I have 2 interop data structure as private member in a class,
public class RunInterop
{
private AlphaShapeCg _alphaHandler;
private DoubleCgList alphaLevels;
private FaceCgList faceCgList;
public RunInterop()
{
faceCgList =new FaceCgList();
alphaLevels = new DoubleCgList();
Interop_Init(ref _alphaHandler, ref faceCgList, ref alphaLevels);
Interop_Run(ref _alphaHandler);
}
}
The problem now, is that I will get an System.AccessViolationException
at Interop_Run
line.
However, if I rewrite my code in the following manner:
public class RunInterop
{
private AlphaShapeCg _alphaHandler;
public RunInterop()
{
var faceCgList =new FaceCgList();
var alphaLevels = new DoubleCgList();
Interop_Init(ref _alphaHandler, ref faceCgList, ref alphaLevels);
Interop_Run(ref _alphaHandler);
}
}
Then I wouldn't have any problem. Any idea why this is the case?

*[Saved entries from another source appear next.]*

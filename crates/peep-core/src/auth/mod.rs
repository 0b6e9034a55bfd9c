//! Sign-in session management: PKCE sign-in flow, session cache, callback
//! listener, token exchange and revocation.

pub mod callback;
pub mod oauth;
pub mod session;

use anyhow::Result;
use base64::Engine;
use base64::engine::general_purpose::URL_SAFE_NO_PAD;
use tokio_util::sync::CancellationToken;

pub use session::{Account, SessionCache};

use crate::config::Config;

/// Outcome of one sign-in attempt. Produced exactly once per attempt and
/// never persisted.
#[derive(Debug, Clone)]
pub enum SignInResult {
    Success {
        /// The account identity, when already known.
        account: Option<Account>,
        /// One-time authorization code to hand to the profile fetcher.
        /// Absent codes are a logged anomaly, not a user-visible error.
        server_auth_code: Option<String>,
    },
    Failure {
        reason: String,
    },
}

/// An in-flight sign-in attempt: PKCE material plus callback coordinates.
///
/// Built on the UI thread, carried into the effect handler that drives the
/// browser leg of the flow.
#[derive(Debug, Clone)]
pub struct SignInAttempt {
    pub verifier: String,
    pub state: String,
    pub port: u16,
    pub redirect_uri: String,
    pub auth_url: String,
}

/// Prepares a sign-in attempt: PKCE pair, state nonce, callback port, and
/// the authorization URL to open in the browser.
pub fn begin_sign_in(config: &Config) -> SignInAttempt {
    let pkce = oauth::generate_pkce();
    let state = uuid::Uuid::new_v4().to_string();
    let port = oauth::random_local_port();
    let redirect_uri = oauth::build_redirect_uri(port);
    let auth_url = oauth::build_auth_url(config, &pkce, &state, &redirect_uri);

    SignInAttempt {
        verifier: pkce.verifier,
        state,
        port,
        redirect_uri,
        auth_url,
    }
}

/// Waits for the provider redirect and folds every failure into a
/// `SignInResult::Failure`.
///
/// The state nonce from the redirect must match the attempt's; a mismatch
/// means the code is not ours to use.
pub async fn await_callback(attempt: &SignInAttempt, cancel: &CancellationToken) -> SignInResult {
    match callback::wait_for_code(attempt.port, cancel).await {
        Ok(result) => {
            if result.state.as_deref() != Some(attempt.state.as_str()) {
                return SignInResult::Failure {
                    reason: "Sign-in state mismatch".to_string(),
                };
            }
            SignInResult::Success {
                account: None,
                server_auth_code: Some(result.code),
            }
        }
        Err(err) => SignInResult::Failure {
            reason: format!("{err:#}"),
        },
    }
}

/// Best-effort sign-out: revoke the token if we still hold one, then clear
/// the session cache. Revocation failures are logged, not surfaced.
///
/// # Errors
/// Returns an error if the session cache cannot be written.
pub async fn sign_out(config: &Config, access_token: Option<&str>) -> Result<()> {
    if let Some(token) = access_token
        && let Err(err) = oauth::revoke_token(config, token).await
    {
        tracing::warn!(
            token = %oauth::mask_token(token),
            "token revocation failed: {err:#}"
        );
    }

    let mut cache = SessionCache::load()?;
    cache.clear();
    cache.save()
}

/// Decodes the account identity from an OpenID Connect id_token payload.
///
/// No signature verification: the token arrived over TLS from the token
/// endpoint and is only used for display.
pub fn decode_account(id_token: &str) -> Option<Account> {
    let parts: Vec<&str> = id_token.split('.').collect();
    if parts.len() != 3 {
        return None;
    }
    let decoded = URL_SAFE_NO_PAD.decode(parts[1]).ok()?;
    let json: serde_json::Value = serde_json::from_slice(&decoded).ok()?;
    let email = json.get("email")?.as_str()?.to_string();
    let display_name = json
        .get("name")
        .and_then(|v| v.as_str())
        .map(std::string::ToString::to_string);
    Some(Account {
        email,
        display_name,
    })
}

#[cfg(test)]
mod tests {
    use super::*;

    fn test_config() -> Config {
        let mut config = Config::default();
        config.oauth.client_id = "cid".to_string();
        config.oauth.client_secret = "secret".to_string();
        config
    }

    /// Test: attempt preparation wires the redirect into the auth URL.
    #[test]
    fn test_begin_sign_in() {
        let attempt = begin_sign_in(&test_config());
        assert!(attempt.port >= 49152);
        assert!(attempt.redirect_uri.contains(&attempt.port.to_string()));
        assert!(attempt.auth_url.contains("code_challenge="));
        assert!(!attempt.verifier.is_empty());
        // The state nonce must ride along for the callback check.
        assert!(attempt.auth_url.contains(&format!("state={}", attempt.state)));
    }

    /// Test: id_token payload decodes to an account.
    #[test]
    fn test_decode_account() {
        let payload = serde_json::json!({
            "email": "user@example.com",
            "name": "User Example",
        });
        let encoded = URL_SAFE_NO_PAD.encode(payload.to_string());
        let token = format!("header.{encoded}.sig");

        let account = decode_account(&token).unwrap();
        assert_eq!(account.email, "user@example.com");
        assert_eq!(account.display_name.as_deref(), Some("User Example"));

        assert!(decode_account("not-a-jwt").is_none());
    }

    /// Test: a mismatched state nonce fails the attempt.
    #[tokio::test]
    async fn test_await_callback_state_mismatch() {
        use tokio::io::AsyncWriteExt;

        let mut attempt = begin_sign_in(&test_config());
        let port = {
            let probe = std::net::TcpListener::bind("127.0.0.1:0").unwrap();
            probe.local_addr().unwrap().port()
        };
        attempt.port = port;

        let cancel = CancellationToken::new();
        let wait = tokio::spawn({
            let attempt = attempt.clone();
            let cancel = cancel.clone();
            async move { await_callback(&attempt, &cancel).await }
        });

        tokio::time::sleep(std::time::Duration::from_millis(50)).await;
        let mut stream = tokio::net::TcpStream::connect(("127.0.0.1", port))
            .await
            .unwrap();
        stream
            .write_all(b"GET /oauth2callback?code=abc&state=wrong HTTP/1.1\r\n\r\n")
            .await
            .unwrap();

        match wait.await.unwrap() {
            SignInResult::Failure {
                reason,
            } => assert!(reason.contains("state mismatch")),
            SignInResult::Success {
                ..
            } => panic!("expected failure"),
        }
    }
}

Edit: What is really puzzling is that, why, if I declare both the faceCgList
and alphaLevels
as local variables, the problem would just go away?

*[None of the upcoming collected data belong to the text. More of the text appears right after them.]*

//! Config command handlers.

use anyhow::{Context, Result, bail};
use peep_core::config;

pub fn path() {
    println!("{}", config::paths::config_path().display());
}

pub fn init() -> Result<()> {
    let config_path = config::paths::config_path();
    let created = config::Config::init_default()
        .with_context(|| format!("init config at {}", config_path.display()))?;
    if !created {
        bail!("Config already exists at {}", config_path.display());
    }
    println!("Created config at {}", config_path.display());
    Ok(())
}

What happens in Interop_Init and Interop_Run ? You are passing the two members alphaLevels and faceCgList into Interop_Init - maybe it is keeping some reference to them that are used again when calling Interop_Run , at which point it might appear to be accessing the private member of a different class?
Edit: just an idea :)
public class RunInterop
{
private AlphaShapeCg _alphaHandler;
private DoubleCgList _alphaLevels;
private FaceCgList _faceCgList;
public RunInterop()
{
AlphaShapeCg faceCgList = new FaceCgList();
DoubleCgList alphaLevels = new DoubleCgList();
Interop_Init(ref _alphaHandler, ref faceCgList, ref alphaLevels);
Interop_Run(ref _alphaHandler);
_alphaLevels = alphaLevels;
_faceCgList = faceCgList;
}
}
Edit: I found this link explaining how the managed / unmanaged marshaling works in Mono - I'm struggling to find a similar informative article for Microsoft's dotNET Framework, but my guess would be that it should work in a similar way. Here's one quote from the article:
Additionally, if (a) the structure is located on the stack, and (b) the structure contains only blittable types, then if you pass a structure to an unmanaged function by-reference, the structure will be passed directly to the unmanaged function, without an intermediate unmanaged memory copy.